» TASK GOAL
Return all lines of the listing below that carry the word "empty".
== Segment start ==
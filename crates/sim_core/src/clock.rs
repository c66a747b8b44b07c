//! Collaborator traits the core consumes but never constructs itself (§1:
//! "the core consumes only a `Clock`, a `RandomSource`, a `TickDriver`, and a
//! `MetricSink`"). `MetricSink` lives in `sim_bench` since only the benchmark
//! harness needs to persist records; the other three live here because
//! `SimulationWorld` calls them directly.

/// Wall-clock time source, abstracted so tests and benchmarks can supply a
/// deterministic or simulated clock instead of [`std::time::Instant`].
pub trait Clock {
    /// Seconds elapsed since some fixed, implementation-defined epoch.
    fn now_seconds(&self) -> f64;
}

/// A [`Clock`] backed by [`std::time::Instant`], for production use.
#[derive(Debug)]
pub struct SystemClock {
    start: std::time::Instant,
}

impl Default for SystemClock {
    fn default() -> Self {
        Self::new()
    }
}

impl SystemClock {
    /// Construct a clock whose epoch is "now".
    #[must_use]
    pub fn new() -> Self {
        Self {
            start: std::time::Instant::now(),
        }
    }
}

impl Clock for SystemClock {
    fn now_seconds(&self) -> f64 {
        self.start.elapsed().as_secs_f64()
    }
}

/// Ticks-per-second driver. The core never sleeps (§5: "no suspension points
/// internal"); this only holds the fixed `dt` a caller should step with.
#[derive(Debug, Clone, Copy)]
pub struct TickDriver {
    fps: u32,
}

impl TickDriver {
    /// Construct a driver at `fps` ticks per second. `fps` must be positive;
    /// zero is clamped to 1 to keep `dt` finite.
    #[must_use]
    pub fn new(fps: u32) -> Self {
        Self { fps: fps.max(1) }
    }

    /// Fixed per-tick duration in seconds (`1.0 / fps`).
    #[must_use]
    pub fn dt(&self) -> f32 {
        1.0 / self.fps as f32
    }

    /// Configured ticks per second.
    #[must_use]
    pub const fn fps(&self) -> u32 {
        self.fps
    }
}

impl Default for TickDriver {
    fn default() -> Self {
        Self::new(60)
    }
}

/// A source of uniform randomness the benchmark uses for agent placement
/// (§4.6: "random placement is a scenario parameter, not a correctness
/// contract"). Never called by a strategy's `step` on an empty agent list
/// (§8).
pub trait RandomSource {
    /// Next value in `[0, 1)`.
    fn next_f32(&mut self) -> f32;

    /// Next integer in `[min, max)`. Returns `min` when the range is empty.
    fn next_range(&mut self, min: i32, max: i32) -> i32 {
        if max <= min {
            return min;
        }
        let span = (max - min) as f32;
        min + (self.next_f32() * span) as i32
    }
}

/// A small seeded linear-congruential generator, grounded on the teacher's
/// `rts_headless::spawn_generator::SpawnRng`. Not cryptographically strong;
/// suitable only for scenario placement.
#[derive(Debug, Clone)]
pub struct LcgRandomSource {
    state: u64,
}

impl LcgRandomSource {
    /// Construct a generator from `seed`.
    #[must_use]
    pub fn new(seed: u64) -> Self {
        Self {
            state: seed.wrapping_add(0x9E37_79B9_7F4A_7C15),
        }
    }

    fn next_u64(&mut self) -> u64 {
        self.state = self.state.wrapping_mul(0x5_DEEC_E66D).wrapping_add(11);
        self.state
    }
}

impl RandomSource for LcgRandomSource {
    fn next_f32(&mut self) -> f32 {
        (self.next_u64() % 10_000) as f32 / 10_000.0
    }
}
== Segment end ==
» FINAL ANSWER
/// contract"). Never called by a strategy's `step` on an empty agent list
    /// Next integer in `[min, max)`. Returns `min` when the range is empty.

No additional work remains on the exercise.